当前位置：网站首页>Beyond convnext, replknet | look 51 × 51 convolution kernel how to break ten thousand volumes!

Beyond convnext, replknet | look 51 × 51 convolution kernel how to break ten thousand volumes!

2022-07-25 17:11:00 【Tom Hardy】

Click on the above “3D Visual workshop ”, choice “ Star standard ”

The dry goods arrive at the first time

The author 丨 ChaucerG

Source: Jizhi bookboy

since Vision Transformers (ViT) Since its appearance ,Transformers Quickly shine in the field of computer vision . Convolutional neural networks (CNN) The leading role of seems to be more and more effectively based on Transformer The challenge of the model . lately , Some advanced convolution models are designed using the mechanism driven by local large attention Kernel Convolution module for counterattack , And show attractive performance and efficiency . One of them , namely RepLKNet, With improved performance Kernel-size Extended to 31×31, But with Swin Transformer Wait for advanced ViT Compared with the expansion trend of , With Kernel-size The continuous growth of , Performance starts to saturate .

In this paper , The author explored that training is greater than 31×31 The possibility of extreme convolution , And test whether the performance gap can be eliminated by strategically expanding convolution . This research finally got an application from the perspective of sparsity kernel Methods , It can smooth kernel Extended to 61×61, And has better performance . Based on this method , The author puts forward Sparse Large Kernel Network(SLaK), This is a kind of equipment 51×51 kernel-size Pure CNN framework , Its performance can be compared with the most advanced layering Transformer And the modern ConvNet framework （ Such as ConvNeXt and RepLKNet, About ImageNet Classification and typical downstream tasks .

1 Application exceeds 31×31 Super convolution kernel

The author first studies greater than 31×31 The extremes of Kernel-size Performance of , And summarized 3 There are three main observations . Here the author ImageNet-1K Recently developed on CNN framework ConvNeXt As the subject of this study benchmark.

The author pays attention to the recent use Mixup、Cutmix、RandAugment and Random Erasing As a work of data enhancement . Random depth and Label smoothing Apply for regularization , Have and ConvNeXt The same super parameter in . use AdamW Training models . In this section , All models are aimed at 120 individual epoch The length of , To observe only the big Kernel-size Zoom trend .

Observe 1： Existing techniques cannot extend convolution beyond 31×31

lately ,RepLKNet The convolution is successfully extended to 31×31. The author further Kernel-size Add to 51×51 and 61×61, Look at the bigger kernel Whether it can bring more benefits . according to RepLKNet In the design , Put the... Of each stage in turn Kernel-size Set to [51,49,47,13] and [61,59,57,13].
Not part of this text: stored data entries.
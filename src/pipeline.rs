//! One drafting run: changes in, PR description out.

use std::io::Write;
use std::path::{Path, PathBuf};

use tempfile::NamedTempFile;
use tracing::{debug, info, warn};

use crate::config::{ProjectPaths, load_rules, load_system_prompt};
use crate::error::PipelineError;
use crate::llm::{ContentGenerator, DEFAULT_SYSTEM_PROMPT, build_user_prompt, generate_content};
use crate::outputs::{ActionOutputs, CONTENT_GENERATED, SHOULD_UPDATE_BODY, TEMPLATE_USED};
use crate::rules::RulesFile;
use crate::source::ChangeSource;
use crate::template::{
    TemplateSelector, TemplateStore, apply_rules_to_template, extract_info_by_rules,
    merge_generated_content,
};

/// Where the finished description is written unless overridden.
pub const DEFAULT_OUTPUT_PATH: &str = "pr-template-output.md";

/// What a run produced.
#[derive(Debug, Clone, PartialEq, Eq)]
pub enum RunOutcome {
    /// No diff and no changed files; nothing was written.
    NoChanges,
    Drafted {
        template: String,
        /// Whether the generator contributed text.
        ai_generated: bool,
        should_update_body: bool,
        content: String,
    },
}

pub struct Pipeline {
    source: Box<dyn ChangeSource>,
    generator: Option<Box<dyn ContentGenerator>>,
    store: TemplateStore,
    rules: RulesFile,
    system_prompt: String,
    outputs: ActionOutputs,
    output_path: PathBuf,
    dry_run: bool,
    should_update_body: bool,
}

impl Pipeline {
    pub fn new(source: Box<dyn ChangeSource>, store: TemplateStore, rules: RulesFile) -> Self {
        Self {
            source,
            generator: None,
            store,
            rules,
            system_prompt: DEFAULT_SYSTEM_PROMPT.to_string(),
            outputs: ActionOutputs::stdout(),
            output_path: PathBuf::from(DEFAULT_OUTPUT_PATH),
            dry_run: false,
            should_update_body: false,
        }
    }

    /// Build a pipeline from the project's template directory, rules file and
    /// system prompt.
    pub fn from_paths(source: Box<dyn ChangeSource>, paths: &ProjectPaths) -> Self {
        debug!("Project paths: {:?}", paths);
        let mut pipeline = Self::new(
            source,
            TemplateStore::new(&paths.template_dir),
            load_rules(&paths.rules_path),
        );
        pipeline.system_prompt = load_system_prompt(&paths.system_prompt_path);
        pipeline
    }

    /// Without a generator the run fills the template from rules only.
    pub fn with_generator(mut self, generator: Box<dyn ContentGenerator>) -> Self {
        self.generator = Some(generator);
        self
    }

    pub fn with_system_prompt(mut self, prompt: impl Into<String>) -> Self {
        self.system_prompt = prompt.into();
        self
    }

    pub fn with_outputs(mut self, outputs: ActionOutputs) -> Self {
        self.outputs = outputs;
        self
    }

    pub fn with_output_path(mut self, path: impl Into<PathBuf>) -> Self {
        self.output_path = path.into();
        self
    }

    /// Print the result instead of writing the output file.
    pub fn dry_run(mut self, dry_run: bool) -> Self {
        self.dry_run = dry_run;
        self
    }

    pub fn should_update_body(mut self, update: bool) -> Self {
        self.should_update_body = update;
        self
    }

    pub async fn run(&self) -> Result<RunOutcome, PipelineError> {
        // Step 1: Collect changes
        let diff = self.source.diff().await;
        if diff.is_empty() {
            println!("No changes detected. Nothing to draft.");
            self.outputs.set_bool(CONTENT_GENERATED, false)?;
            return Ok(RunOutcome::NoChanges);
        }
        info!(
            "Diff is {} bytes across {} files",
            diff.diff.len(),
            diff.changed_files.len()
        );

        // Step 2: Select and read the template
        let branch = self.source.branch_name();
        let title = self.source.pr_title();
        let last_commit = self.source.last_commit_message()?;

        let selector = TemplateSelector::new(self.rules.template_selection.clone());
        let template_id = selector.select_template(&title, &branch, &last_commit);
        println!("Using template: {}", template_id);
        self.outputs.set(TEMPLATE_USED, &template_id)?;

        let template = self.store.read_template(&template_id);

        // Step 3: Generate content
        let generated = match &self.generator {
            Some(generator) => {
                println!("Generating PR description...");
                let user_prompt = build_user_prompt(&diff.diff, &diff.changed_files, &template);
                generate_content(generator.as_ref(), &self.system_prompt, &user_prompt).await
            }
            None => {
                info!("No API key configured, filling template from rules only");
                None
            }
        };
        let ai_generated = generated.is_some();
        let content = merge_generated_content(generated.as_deref(), &template);

        // Step 4: Inject rule-extracted details
        let commit_messages = self.source.commit_messages().await.unwrap_or_else(|e| {
            warn!("Failed to read commit messages: {}", e);
            String::new()
        });
        let extracted = extract_info_by_rules(&commit_messages, &branch, &self.rules.rules);
        debug!("Extracted {} rule buckets", extracted.len());
        let content = apply_rules_to_template(&content, &extracted, &self.rules.rules);

        // Step 5: Write
        self.outputs.set_bool(SHOULD_UPDATE_BODY, self.should_update_body)?;

        if self.dry_run {
            println!("\n--- Dry Run Output ---\n");
            println!("{}", content);
        } else {
            write_atomic(&self.output_path, &content)?;
            println!("✓ Wrote {}", self.output_path.display());
        }

        self.outputs.set_bool(CONTENT_GENERATED, true)?;

        Ok(RunOutcome::Drafted {
            template: template_id,
            ai_generated,
            should_update_body: self.should_update_body,
            content,
        })
    }
}

/// Write through a temporary file in the target directory, then rename.
fn write_atomic(path: &Path, content: &str) -> Result<(), PipelineError> {
    let dir = match path.parent() {
        Some(parent) if !parent.as_os_str().is_empty() => parent,
        _ => Path::new("."),
    };

    let write = || -> std::io::Result<()> {
        let mut tmp = NamedTempFile::new_in(dir)?;
        tmp.write_all(content.as_bytes())?;
        tmp.persist(path).map_err(|e| e.error)?;
        Ok(())
    };

    write().map_err(|source| PipelineError::WriteFailed {
        path: path.to_path_buf(),
        source,
    })
}
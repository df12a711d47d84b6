//! Runtime configuration and project file loading.
//!
//! Every setting comes from a single environment variable with a documented
//! default. Project files (templates, rules, system prompt) each have a current
//! location under `.github/ai-pr/` and a legacy location that is used only when
//! the current one is missing on disk.

use std::env;
use std::fmt;
use std::path::{Path, PathBuf};
use std::time::Duration;

use tracing::{debug, warn};

use crate::error::ConfigError;
use crate::llm::prompt::DEFAULT_SYSTEM_PROMPT;
use crate::llm::provider::Provider;
use crate::rules::RulesFile;

pub const TEMPLATE_DIR: &str = ".github/ai-pr/templates";
pub const RULES_PATH: &str = ".github/ai-pr/rules.json";
pub const SYSTEM_PROMPT_PATH: &str = ".github/ai-pr/prompt.md";

pub const LEGACY_TEMPLATE_DIR: &str = ".github/pull_request_templates";
pub const LEGACY_RULES_PATH: &str = ".github/pr-rules.json";
pub const LEGACY_SYSTEM_PROMPT_PATH: &str = ".github/pr-system-prompt.md";

pub const DEFAULT_PROVIDER: &str = "claude";
pub const DEFAULT_LOCATION: &str = "us-central1";
pub const DEFAULT_MAIN_BRANCH: &str = "main";

/// How the invoking job should treat the existing PR body.
#[derive(Debug, Clone, Copy, PartialEq, Eq, Default)]
pub enum UpdateMode {
    Always,
    #[default]
    CreateOnly,
    CommentOnly,
}

impl UpdateMode {
    /// Parse a mode name, treating anything unrecognized as `create-only`.
    pub fn parse(value: &str) -> Self {
        match value.trim().to_lowercase().as_str() {
            "always" => UpdateMode::Always,
            "create-only" => UpdateMode::CreateOnly,
            "comment-only" => UpdateMode::CommentOnly,
            other => {
                warn!("Unknown UPDATE_MODE '{}', using create-only", other);
                UpdateMode::CreateOnly
            }
        }
    }

    pub fn as_str(&self) -> &'static str {
        match self {
            UpdateMode::Always => "always",
            UpdateMode::CreateOnly => "create-only",
            UpdateMode::CommentOnly => "comment-only",
        }
    }
}

impl fmt::Display for UpdateMode {
    fn fmt(&self, f: &mut fmt::Formatter<'_>) -> fmt::Result {
        f.write_str(self.as_str())
    }
}

/// Settings sourced from the environment.
#[derive(Debug, Clone)]
pub struct Config {
    /// Provider name, passed through unmodified to the generator.
    pub provider: String,
    pub model: String,
    pub api_key: Option<String>,
    pub template_path: Option<String>,
    pub update_mode: UpdateMode,
    pub project_id: Option<String>,
    pub location: String,
    pub main_branch: String,
    /// Per-request bound for generation calls, from `AI_TIMEOUT_SECS`.
    pub request_timeout: Option<Duration>,
}

impl Config {
    pub fn from_env() -> Self {
        let provider = env_var("AI_PROVIDER").unwrap_or_else(|| DEFAULT_PROVIDER.to_string());
        let api_key = resolve_api_key(&provider);
        let model = env_var("MODEL").unwrap_or_else(|| default_model_for(&provider).to_string());

        Self {
            api_key,
            model,
            template_path: env_var("TEMPLATE_PATH"),
            update_mode: env_var("UPDATE_MODE")
                .map(|v| UpdateMode::parse(&v))
                .unwrap_or_default(),
            project_id: env_var("PROJECT_ID"),
            location: env_var("LOCATION").unwrap_or_else(|| DEFAULT_LOCATION.to_string()),
            main_branch: env_var("MAIN_BRANCH").unwrap_or_else(|| DEFAULT_MAIN_BRANCH.to_string()),
            request_timeout: env_var("AI_TIMEOUT_SECS").and_then(|v| parse_timeout(&v)),
            provider,
        }
    }
}

/// Read a non-empty environment variable.
fn env_var(name: &str) -> Option<String> {
    env::var(name).ok().filter(|v| !v.trim().is_empty())
}

/// Positive whole seconds.
fn parse_timeout(value: &str) -> Option<Duration> {
    match value.trim().parse::<u64>() {
        Ok(secs) if secs > 0 => Some(Duration::from_secs(secs)),
        _ => {
            warn!("Ignoring invalid AI_TIMEOUT_SECS '{}'", value);
            None
        }
    }
}

/// `API_KEY` wins over the provider-specific variable.
fn resolve_api_key(provider: &str) -> Option<String> {
    if let Some(key) = env_var("API_KEY") {
        return Some(key);
    }

    let name = match provider.parse::<Provider>() {
        Ok(p) => p.api_key_env(),
        Err(_) => Provider::Claude.api_key_env(),
    };
    env_var(name)
}

fn default_model_for(provider: &str) -> &'static str {
    provider
        .parse::<Provider>()
        .unwrap_or(Provider::Claude)
        .default_model()
}

/// Resolved locations of the project's template directory, rules file and
/// system prompt.
#[derive(Debug, Clone, PartialEq, Eq)]
pub struct ProjectPaths {
    pub template_dir: PathBuf,
    pub rules_path: PathBuf,
    pub system_prompt_path: PathBuf,
}

impl ProjectPaths {
    /// Resolve each path under `root`, falling back independently to its
    /// legacy location when the current one does not exist.
    pub fn resolve(root: &Path, template_override: Option<&str>) -> Self {
        let template_dir = root.join(template_override.unwrap_or(TEMPLATE_DIR));

        Self {
            template_dir: prefer_existing(template_dir, root.join(LEGACY_TEMPLATE_DIR)),
            rules_path: prefer_existing(root.join(RULES_PATH), root.join(LEGACY_RULES_PATH)),
            system_prompt_path: prefer_existing(
                root.join(SYSTEM_PROMPT_PATH),
                root.join(LEGACY_SYSTEM_PROMPT_PATH),
            ),
        }
    }
}

fn prefer_existing(current: PathBuf, legacy: PathBuf) -> PathBuf {
    if !current.exists() && legacy.exists() {
        debug!("Using legacy path {}", legacy.display());
        legacy
    } else {
        current
    }
}

/// Load the rules file, returning `Ok(None)` when it does not exist.
pub fn try_load_rules(path: &Path) -> Result<Option<RulesFile>, ConfigError> {
    if !path.exists() {
        return Ok(None);
    }

    let content = std::fs::read_to_string(path).map_err(|source| ConfigError::ReadFailed {
        path: path.to_path_buf(),
        source,
    })?;

    serde_json::from_str(&content)
        .map(Some)
        .map_err(|source| ConfigError::InvalidRules {
            path: path.to_path_buf(),
            source,
        })
}

/// Load the rules file. Absence or parse failure yields the default rules.
pub fn load_rules(path: &Path) -> RulesFile {
    match try_load_rules(path) {
        Ok(Some(rules)) => rules,
        Ok(None) => RulesFile::default(),
        Err(e) => {
            warn!("Failed to load rules, using defaults: {}", e);
            RulesFile::default()
        }
    }
}

/// Load the system prompt, falling back to the built-in prompt.
pub fn load_system_prompt(path: &Path) -> String {
    if !path.exists() {
        return DEFAULT_SYSTEM_PROMPT.to_string();
    }

    match std::fs::read_to_string(path) {
        Ok(prompt) => prompt,
        Err(e) => {
            warn!("Failed to read system prompt {}: {}", path.display(), e);
            DEFAULT_SYSTEM_PROMPT.to_string()
        }
    }
}
//! Key/value status outputs for the invoking CI job.

use std::env;
use std::fs::OpenOptions;
use std::io::Write;
use std::path::PathBuf;

use tracing::debug;

use crate::error::OutputError;

pub const TEMPLATE_USED: &str = "template-used";
pub const CONTENT_GENERATED: &str = "content-generated";
pub const SHOULD_UPDATE_BODY: &str = "should-update-body";

/// Writes outputs to the `GITHUB_OUTPUT` file, or as `::set-output`
/// workflow commands on stdout when that file is not configured.
#[derive(Debug, Clone, Default)]
pub struct ActionOutputs {
    path: Option<PathBuf>,
}

impl ActionOutputs {
    pub fn from_env() -> Self {
        Self {
            path: env::var_os("GITHUB_OUTPUT")
                .filter(|p| !p.is_empty())
                .map(PathBuf::from),
        }
    }

    pub fn to_file(path: impl Into<PathBuf>) -> Self {
        Self {
            path: Some(path.into()),
        }
    }

    pub fn stdout() -> Self {
        Self { path: None }
    }

    pub fn set(&self, name: &str, value: &str) -> Result<(), OutputError> {
        debug!("Output {}={}", name, value);

        let Some(path) = &self.path else {
            println!("::set-output name={}::{}", name, value);
            return Ok(());
        };

        let append = || -> std::io::Result<()> {
            let mut file = OpenOptions::new().create(true).append(true).open(path)?;
            writeln!(file, "{}={}", name, value)
        };

        append().map_err(|source| OutputError::AppendFailed {
            path: path.clone(),
            source,
        })
    }

    pub fn set_bool(&self, name: &str, value: bool) -> Result<(), OutputError> {
        self.set(name, if value { "true" } else { "false" })
    }
}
The test accuracy is shown in table 1 Shown . As expected , take Kernel-size from 7×7 Add to 31×31 Will significantly reduce performance , and RepLKNet This problem can be overcome , Improve accuracy 0.5%. However , This trend does not apply to larger kernel, Because the Kernel-size Add to 51×51 Start damaging performance .

A reasonable explanation is , Although receptive field can be used by very large kernel, Such as 51×51 and 61×61 To expand the receptive field , But it may not maintain some desirable characteristics , Such as locality . Because of the standard ResNet and ConvNeXt Medium stem cell Resulting in the input image 4× Downsampling , have 51×51 The extreme nuclei of have been roughly equal to the typical 224×224ImageNet Global convolution of . therefore , This observation is meaningful , Because in ViTs In a similar mechanism , Local attention Usually better than Global attention . On this basis , The opportunity to solve this problem by introducing locality , At the same time, it retains the ability to capture global relationships .

Observe 2： Put a square big `kernel` Decompose into 2 A rectangular one `parallel kernels`, Can be `Kernel-size` Shrink smoothly into 61.

Although using a medium-sized convolution （ for example ,31×31） It seems that this problem can be avoided directly , But the author just wants to see if it can be used （ overall situation ） Extreme convolution to further promote cnn Performance of . The method used by the author here is to use 2 A combination of parallel and rectangular convolutions to approximate large M×M kernel, Their Kernel-size Respectively M×N and N×M( among N<M), Pictured 1 Shown . stay RepLKNet after , Keep one 5×5 Layer and large kernel parallel , And summarize their output after a batch norm layer .

This decomposition not only inherits big kernel The ability to capture remote dependencies , And it can extract local context features with short edges . what's more , With depth Kernel-size An increase in , Existing large kernel Training technology will be affected by secondary calculation and memory overhead .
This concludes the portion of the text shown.